Shifting T‐cell activation thresholds in autoimmunity and determinant spreading

Summary: The best‐characterized autoimmune T‐cell response is that to myelin basic protein (MBP), MBP has classically been regarded as a sequestered antigen that does not cause negative selection. This view has been fostered by the observation that T‐cell receptor‐transgenic T cells that are specific for the “immunodominant determinant” on the molecule, MBP:Ac 1–11, persist as naive cells in MBP‐expressing H‐Z” mice. The same T cells, however, can cause autoimmune pathology once they have been primed by environmental stimulation to become memory cells.
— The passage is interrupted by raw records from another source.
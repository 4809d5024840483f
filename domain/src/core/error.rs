//! Domain error types

use crate::agent::value_objects::AgentId;
use thiserror::Error;

/// Domain-level errors
///
/// Every variant signals a programming or configuration mistake (unknown ids,
/// malformed topologies, out-of-range ranks). Protocol outcomes such as a
/// debate that cannot start are not errors.
#[derive(Error, Debug, Clone, PartialEq, Eq)]
pub enum DomainError {
    #[error("Unknown agent: {0}")]
    UnknownAgent(AgentId),

    #[error("Duplicate agent id: {0}")]
    DuplicateAgent(AgentId),

    #[error("Agents {0} and {1} are not connected")]
    NotAnEdge(AgentId, AgentId),

    #[error("Edge connects agent {0} to itself")]
    SelfLoop(AgentId),

    #[error("Capability rank {rank} of agent {agent} is outside {min}..={max}")]
    RankOutOfRange {
        agent: AgentId,
        rank: u8,
        min: u8,
        max: u8,
    },

    #[error("Invalid rank range: {min} > {max}")]
    InvalidRankRange { min: u8, max: u8 },

    #[error("Problem statement cannot be empty")]
    EmptyProblem,

    #[error("Topology '{0}' has no agents")]
    EmptyTopology(String),
}

impl DomainError {
    /// Check if this error was caused by an id the network does not know
    pub fn is_unknown_agent(&self) -> bool {
        matches!(self, DomainError::UnknownAgent(_))
    }
}
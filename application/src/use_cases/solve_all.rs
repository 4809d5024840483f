//! Solve All use case
//!
//! Every agent answers the problem independently. Calls run in parallel and
//! results are applied to the network once all of them return.

use crate::ports::conversation_logger::{
    ConversationEvent, ConversationLogger, NoConversationLogger,
};
use crate::ports::progress::{DebateProgressNotifier, NoProgress};
use crate::ports::reasoner::{Reasoner, ReasonerError};
use agora_domain::util::preview;
use agora_domain::{AgentId, DomainError, Network, Problem};
use std::sync::Arc;
use thiserror::Error;
use tokio::task::JoinSet;
use tracing::{debug, info, warn};

/// Errors that can occur while agents solve
#[derive(Error, Debug, Clone, PartialEq, Eq)]
pub enum SolveError {
    #[error("Agent {agent} failed to solve: {source}")]
    Reasoner {
        agent: AgentId,
        #[source]
        source: ReasonerError,
    },

    #[error("Agent {agent} returned an empty answer")]
    EmptyAnswer { agent: AgentId },

    #[error("Solve task failed: {0}")]
    Join(String),

    #[error(transparent)]
    Domain(#[from] DomainError),
}

/// Use case for the initial independent answers
pub struct SolveAllUseCase<R: Reasoner + 'static> {
    reasoner: Arc<R>,
    conversation_logger: Arc<dyn ConversationLogger>,
}

impl<R: Reasoner + 'static> SolveAllUseCase<R> {
    pub fn new(reasoner: Arc<R>) -> Self {
        Self {
            reasoner,
            conversation_logger: Arc::new(NoConversationLogger),
        }
    }

    pub fn with_conversation_logger(mut self, logger: Arc<dyn ConversationLogger>) -> Self {
        self.conversation_logger = logger;
        self
    }

    /// Execute the use case with default (no-op) progress
    pub async fn execute(
        &self,
        network: &mut Network,
        problem: &Problem,
    ) -> Result<(), SolveError> {
        self.execute_with_progress(network, problem, &NoProgress)
            .await
    }

    /// Solve with every agent. Answers of agents that succeeded are applied
    /// even when another agent fails; the first failure (lowest id) is
    /// returned.
    pub async fn execute_with_progress(
        &self,
        network: &mut Network,
        problem: &Problem,
        progress: &dyn DebateProgressNotifier,
    ) -> Result<(), SolveError> {
        info!("Solving with {} agents", network.len());

        let mut join_set = JoinSet::new();
        for agent in network.agents() {
            let reasoner = Arc::clone(&self.reasoner);
            let profile = agent.profile();
            let problem = problem.clone();

            join_set.spawn(async move {
                let result = reasoner.solve(&profile, &problem).await;
                (profile.id, result)
            });
        }

        let mut failures = Vec::new();
        while let Some(joined) = join_set.join_next().await {
            match joined {
                Ok((agent, Ok(answer))) if answer.trim().is_empty() => {
                    warn!("Agent {} returned an empty answer", agent);
                    progress.on_solve_complete(agent, false);
                    failures.push(SolveError::EmptyAnswer { agent });
                }
                Ok((agent, Ok(answer))) => {
                    debug!("Agent {} answered: {}", agent, preview(&answer, 80));
                    progress.on_solve_complete(agent, true);
                    self.conversation_logger.log(ConversationEvent::new(
                        "initial_answer",
                        serde_json::json!({
                            "agent": agent.value(),
                            "answer": answer,
                        }),
                    ));
                    network.agent_mut(agent)?.record_solution(answer);
                }
                Ok((agent, Err(source))) => {
                    warn!("Agent {} failed to solve: {}", agent, source);
                    progress.on_solve_complete(agent, false);
                    failures.push(SolveError::Reasoner { agent, source });
                }
                Err(e) => {
                    warn!("Task join error: {}", e);
                    failures.push(SolveError::Join(e.to_string()));
                }
            }
        }

        failures.sort_by_key(|f| match f {
            SolveError::Reasoner { agent, .. } | SolveError::EmptyAnswer { agent } => {
                Some(*agent)
            }
            _ => None,
        });
        match failures.into_iter().next() {
            Some(error) => Err(error),
            None => Ok(()),
        }
    }
}
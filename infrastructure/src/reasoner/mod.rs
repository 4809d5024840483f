//! Chat-model reasoner adapter.
//!
//! Implements the application [`Reasoner`](agora_application::Reasoner) port
//! on top of an OpenAI-compatible chat-completions endpoint.

mod chat_client;
mod llm_reasoner;
mod routing;

pub use chat_client::{ChatClient, ChatMessage, ChatRequest, OpenAiChatClient};
pub use llm_reasoner::LlmReasoner;
pub use routing::{ModelChoice, ModelRouter};
//! Chat-completions transport.
//!
//! [`ChatClient`] is the seam between prompt construction and HTTP. The
//! production [`OpenAiChatClient`] speaks the OpenAI-compatible
//! `/chat/completions` API, which local servers (Ollama, vLLM, llama.cpp)
//! expose as well.

use crate::config::FileReasonerConfig;
use agora_application::ReasonerError;
use async_trait::async_trait;
use serde::Serialize;
use std::time::Duration;
use tracing::{debug, warn};

/// One message of a chat request
#[derive(Debug, Clone, PartialEq, Serialize)]
pub struct ChatMessage {
    pub role: &'static str,
    pub content: String,
}

impl ChatMessage {
    pub fn system(content: impl Into<String>) -> Self {
        Self {
            role: "system",
            content: content.into(),
        }
    }

    pub fn user(content: impl Into<String>) -> Self {
        Self {
            role: "user",
            content: content.into(),
        }
    }
}

/// A single completion request
#[derive(Debug, Clone, PartialEq, Serialize)]
pub struct ChatRequest {
    pub model: String,
    pub messages: Vec<ChatMessage>,
    #[serde(skip_serializing_if = "Option::is_none")]
    pub temperature: Option<f32>,
}

/// Sends a chat request and returns the assistant's text
#[async_trait]
pub trait ChatClient: Send + Sync {
    async fn complete(&self, request: &ChatRequest) -> Result<String, ReasonerError>;
}

/// `reqwest` client for OpenAI-compatible endpoints
pub struct OpenAiChatClient {
    client: reqwest::Client,
    endpoint: String,
    api_key: Option<String>,
}

impl OpenAiChatClient {
    pub fn new(
        base_url: &str,
        api_key: Option<String>,
        timeout: Option<Duration>,
    ) -> Result<Self, ReasonerError> {
        let mut builder = reqwest::Client::builder();
        if let Some(timeout) = timeout {
            builder = builder.timeout(timeout);
        }
        let client = builder
            .build()
            .map_err(|e| ReasonerError::Other(format!("failed to build HTTP client: {}", e)))?;

        Ok(Self {
            client,
            endpoint: format!("{}/chat/completions", base_url.trim_end_matches('/')),
            api_key,
        })
    }

    /// Build from `[reasoner]`, reading the key from the configured
    /// environment variable. A missing key is allowed for local servers.
    pub fn from_config(config: &FileReasonerConfig) -> Result<Self, ReasonerError> {
        let api_key = std::env::var(&config.api_key_env)
            .ok()
            .filter(|k| !k.trim().is_empty());
        if api_key.is_none() {
            warn!(
                "{} is not set; sending requests without an API key",
                config.api_key_env
            );
        }
        Self::new(
            &config.base_url,
            api_key,
            config.timeout_seconds.map(Duration::from_secs),
        )
    }

    pub fn endpoint(&self) -> &str {
        &self.endpoint
    }
}

#[async_trait]
impl ChatClient for OpenAiChatClient {
    async fn complete(&self, request: &ChatRequest) -> Result<String, ReasonerError> {
        debug!("POST {} (model {})", self.endpoint, request.model);

        let mut builder = self.client.post(&self.endpoint).json(request);
        if let Some(key) = &self.api_key {
            builder = builder.bearer_auth(key);
        }

        let response = builder.send().await.map_err(|e| {
            if e.is_timeout() {
                ReasonerError::Timeout
            } else {
                ReasonerError::RequestFailed(e.to_string())
            }
        })?;

        if !response.status().is_success() {
            let status = response.status();
            let body = response.text().await.unwrap_or_default();
            return Err(ReasonerError::RequestFailed(format!(
                "API error ({}): {}",
                status, body
            )));
        }

        let body: serde_json::Value = response
            .json()
            .await
            .map_err(|e| ReasonerError::RequestFailed(format!("invalid response body: {}", e)))?;

        extract_content(&body)
    }
}

/// Pull `choices[0].message.content` out of a completion response.
fn extract_content(body: &serde_json::Value) -> Result<String, ReasonerError> {
    let content = body["choices"][0]["message"]["content"]
        .as_str()
        .unwrap_or_default()
        .trim();
    if content.is_empty() {
        return Err(ReasonerError::EmptyResponse);
    }
    Ok(content.to_string())
}

#[cfg(test)]
mod tests {
    use super::*;

    #[test]
    fn test_endpoint_joins_base_url() {
        let client = OpenAiChatClient::new("http://localhost:11434/v1/", None, None).unwrap();
        assert_eq!(client.endpoint(), "http://localhost:11434/v1/chat/completions");
    }

    #[test]
    fn test_request_serialization() {
        let request = ChatRequest {
            model: "gpt-4o".to_string(),
            messages: vec![ChatMessage::system("be brief"), ChatMessage::user("2+2?")],
            temperature: None,
        };
        let json = serde_json::to_value(&request).unwrap();
        assert_eq!(json["model"], "gpt-4o");
        assert_eq!(json["messages"][0]["role"], "system");
        assert_eq!(json["messages"][1]["content"], "2+2?");
        assert!(json.get("temperature").is_none());
    }

    #[test]
    fn test_extract_content() {
        let body = serde_json::json!({
            "choices": [{"message": {"role": "assistant", "content": "  The answer is 4.\n"}}]
        });
        assert_eq!(extract_content(&body).unwrap(), "The answer is 4.");

        let empty = serde_json::json!({"choices": []});
        assert_eq!(extract_content(&empty), Err(ReasonerError::EmptyResponse));
    }
}
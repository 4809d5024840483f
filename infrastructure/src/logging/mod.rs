//! Logging infrastructure - structured conversation logging.
//!
//! Provides [`JsonlConversationLogger`], a JSONL file writer that implements
//! the [`ConversationLogger`](agora_application::ConversationLogger) port.

mod jsonl_logger;

pub use jsonl_logger::JsonlConversationLogger;
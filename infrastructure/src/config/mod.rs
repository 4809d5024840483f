//! Configuration file loading for agora
//!
//! This module handles file I/O and merging of configuration from multiple sources.
//! The priority order (highest to lowest):
//!
//! 1. `AGORA_*` environment variables
//! 2. `--config <path>` specified file
//! 3. Project root: `./agora.toml` or `./.agora.toml`
//! 4. XDG config: `$XDG_CONFIG_HOME/agora/config.toml`
//! 5. Default values

mod file_config;
mod loader;

pub use file_config::{
    ConfigValidationError, FileConfig, FileDatasetConfig, FileLoggingConfig, FileModelTier,
    FileOutputConfig, FileReasonerConfig, FileSimulationConfig, FileTopologiesConfig,
};
pub use loader::ConfigLoader;
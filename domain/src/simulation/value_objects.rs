//! Simulation value objects - result types for debate runs.
//!
//! - [`DebateOutcome`] - How one orchestrated run over a network ended
//! - [`ProblemOutcome`] - Final answers and correctness for one problem
//! - [`TopologyReport`] - Aggregated correctness for one topology
//! - [`SimulationReport`] - Every topology in a simulation

use crate::agent::value_objects::AgentId;
use serde::{Deserialize, Serialize};
use std::collections::BTreeMap;

/// Why the orchestrator stopped
#[derive(Debug, Clone, Copy, PartialEq, Eq, Serialize, Deserialize)]
#[serde(rename_all = "snake_case")]
pub enum Termination {
    /// Every edge between active agents agrees
    Settled,
    /// The configured sweep cap was hit first
    SweepLimitReached,
    /// A full sweep found no debate that could run
    Stalled,
}

impl Termination {
    pub fn as_str(&self) -> &'static str {
        match self {
            Termination::Settled => "settled",
            Termination::SweepLimitReached => "sweep_limit_reached",
            Termination::Stalled => "stalled",
        }
    }

    pub fn is_settled(&self) -> bool {
        matches!(self, Termination::Settled)
    }
}

impl std::fmt::Display for Termination {
    fn fmt(&self, f: &mut std::fmt::Formatter<'_>) -> std::fmt::Result {
        write!(f, "{}", self.as_str())
    }
}

/// Counters for one orchestrated debate run
#[derive(Debug, Clone, PartialEq, Eq, Serialize, Deserialize)]
pub struct DebateOutcome {
    pub termination: Termination,
    /// Full sweeps over the agent set
    pub sweeps: usize,
    /// Debates that actually ran (skipped no-ops excluded)
    pub debates: usize,
    pub consensus: usize,
    pub tie_breaks: usize,
    /// Debates aborted by a reasoner failure
    pub failures: usize,
}

impl DebateOutcome {
    pub fn new(termination: Termination) -> Self {
        Self {
            termination,
            sweeps: 0,
            debates: 0,
            consensus: 0,
            tie_breaks: 0,
            failures: 0,
        }
    }
}

/// Final state of one agent after a problem
#[derive(Debug, Clone, PartialEq, Eq, Serialize, Deserialize)]
pub struct AgentVerdict {
    pub agent: AgentId,
    pub rank: u8,
    #[serde(skip_serializing_if = "Option::is_none")]
    pub answer: Option<String>,
    pub correct: bool,
    pub rounds_used: u32,
}

/// Result of running one problem on one topology
#[derive(Debug, Clone, PartialEq, Eq, Serialize, Deserialize)]
pub struct ProblemOutcome {
    /// 1-based problem index
    pub index: usize,
    /// `None` when the solve phase failed
    #[serde(skip_serializing_if = "Option::is_none")]
    pub debate: Option<DebateOutcome>,
    pub agents: Vec<AgentVerdict>,
    #[serde(skip_serializing_if = "Option::is_none")]
    pub error: Option<String>,
}

impl ProblemOutcome {
    pub fn completed(index: usize, debate: DebateOutcome, agents: Vec<AgentVerdict>) -> Self {
        Self {
            index,
            debate: Some(debate),
            agents,
            error: None,
        }
    }

    pub fn failed(index: usize, error: impl Into<String>) -> Self {
        Self {
            index,
            debate: None,
            agents: Vec::new(),
            error: Some(error.into()),
        }
    }

    pub fn is_failed(&self) -> bool {
        self.error.is_some()
    }

    pub fn correct_count(&self) -> usize {
        self.agents.iter().filter(|a| a.correct).count()
    }
}

/// Correctness summary for one topology
#[derive(Debug, Clone, PartialEq, Serialize, Deserialize)]
pub struct TopologyReport {
    pub name: String,
    pub agent_count: usize,
    pub problems: Vec<ProblemOutcome>,
}

impl TopologyReport {
    pub fn new(name: impl Into<String>, agent_count: usize) -> Self {
        Self {
            name: name.into(),
            agent_count,
            problems: Vec::new(),
        }
    }

    /// Problems that completed and were scored.
    pub fn scored(&self) -> impl Iterator<Item = &ProblemOutcome> {
        self.problems.iter().filter(|p| !p.is_failed())
    }

    pub fn failed_count(&self) -> usize {
        self.problems.iter().filter(|p| p.is_failed()).count()
    }

    pub fn total_correct(&self) -> usize {
        self.scored().map(ProblemOutcome::correct_count).sum()
    }

    pub fn total_assessed(&self) -> usize {
        self.scored().count() * self.agent_count
    }

    /// Percentage of correct agent answers over scored problems.
    pub fn accuracy(&self) -> f64 {
        let total = self.total_assessed();
        if total == 0 {
            return 0.0;
        }
        self.total_correct() as f64 / total as f64 * 100.0
    }

    /// Correct answers per agent across scored problems.
    pub fn per_agent_correct(&self) -> BTreeMap<AgentId, usize> {
        let mut counts = BTreeMap::new();
        for problem in self.scored() {
            for verdict in &problem.agents {
                *counts.entry(verdict.agent).or_insert(0) += usize::from(verdict.correct);
            }
        }
        counts
    }
}

/// Complete simulation result
#[derive(Debug, Clone, Default, PartialEq, Serialize, Deserialize)]
pub struct SimulationReport {
    pub problem_count: usize,
    pub topologies: Vec<TopologyReport>,
}

impl SimulationReport {
    pub fn new(problem_count: usize) -> Self {
        Self {
            problem_count,
            topologies: Vec::new(),
        }
    }

    /// The topology with the highest accuracy (first wins on ties).
    pub fn best_topology(&self) -> Option<&TopologyReport> {
        self.topologies.iter().fold(None, |best, t| match best {
            Some(b) if b.accuracy() >= t.accuracy() => Some(b),
            _ => Some(t),
        })
    }
}

#[cfg(test)]
mod tests {
    use super::*;

    fn verdict(agent: u32, correct: bool) -> AgentVerdict {
        AgentVerdict {
            agent: AgentId::new(agent),
            rank: agent as u8,
            answer: Some("18".to_string()),
            correct,
            rounds_used: 1,
        }
    }

    fn report(name: &str, correct: &[bool]) -> TopologyReport {
        let mut r = TopologyReport::new(name, correct.len());
        let agents = correct
            .iter()
            .enumerate()
            .map(|(i, &c)| verdict(i as u32 + 1, c))
            .collect();
        r.problems.push(ProblemOutcome::completed(
            1,
            DebateOutcome::new(Termination::Settled),
            agents,
        ));
        r
    }

    #[test]
    fn test_accuracy_excludes_failed_problems() {
        let mut r = report("Chain", &[true, true, false, true]);
        r.problems.push(ProblemOutcome::failed(2, "solve failed"));

        assert_eq!(r.failed_count(), 1);
        assert_eq!(r.total_correct(), 3);
        assert_eq!(r.total_assessed(), 4);
        assert!((r.accuracy() - 75.0).abs() < f64::EPSILON);
    }

    #[test]
    fn test_empty_report_accuracy_is_zero() {
        assert_eq!(TopologyReport::new("Empty", 3).accuracy(), 0.0);
    }

    #[test]
    fn test_per_agent_correct() {
        let r = report("Pair", &[true, false]);
        let counts = r.per_agent_correct();
        assert_eq!(counts[&AgentId::new(1)], 1);
        assert_eq!(counts[&AgentId::new(2)], 0);
    }

    #[test]
    fn test_best_topology() {
        let mut sim = SimulationReport::new(1);
        sim.topologies.push(report("A", &[true, false]));
        sim.topologies.push(report("B", &[true, true]));
        sim.topologies.push(report("C", &[true, true]));
        assert_eq!(sim.best_topology().unwrap().name, "B");
    }

    #[test]
    fn test_termination_serializes_snake_case() {
        let json = serde_json::to_string(&Termination::SweepLimitReached).unwrap();
        assert_eq!(json, "\"sweep_limit_reached\"");
    }
}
Once the autoimmune response to Ac1‐11 has been engaged, determinant spreading occurs and second‐wave T‐cell responses that are specific for weaker, “cryptic” determinants like MBP: 121–140 develop. Although the nature of these cryptic determinants has been enigmatic, recent studies using MBP‐”‐mice have provided new insights. These studies showed that MBP is not a sequestered antigen, but one that causes negative selection; as MBP: 121–140 is actually the immunodominant determinant in MBP‐/‐ mice, it tolerizes high avidity clones in MBP+/+ mice, making it appear cryptic. Based on this new information, we attempt here to redefine the MBP‐specific repertoire within the theoretical framework of the threshold model for negative selection, and we propose a model of shifting T‐cell activation thresholds to explain how ignorant/naive T cells can become effector cells of autoimmune pathology and why this effector cell repertoire spreads.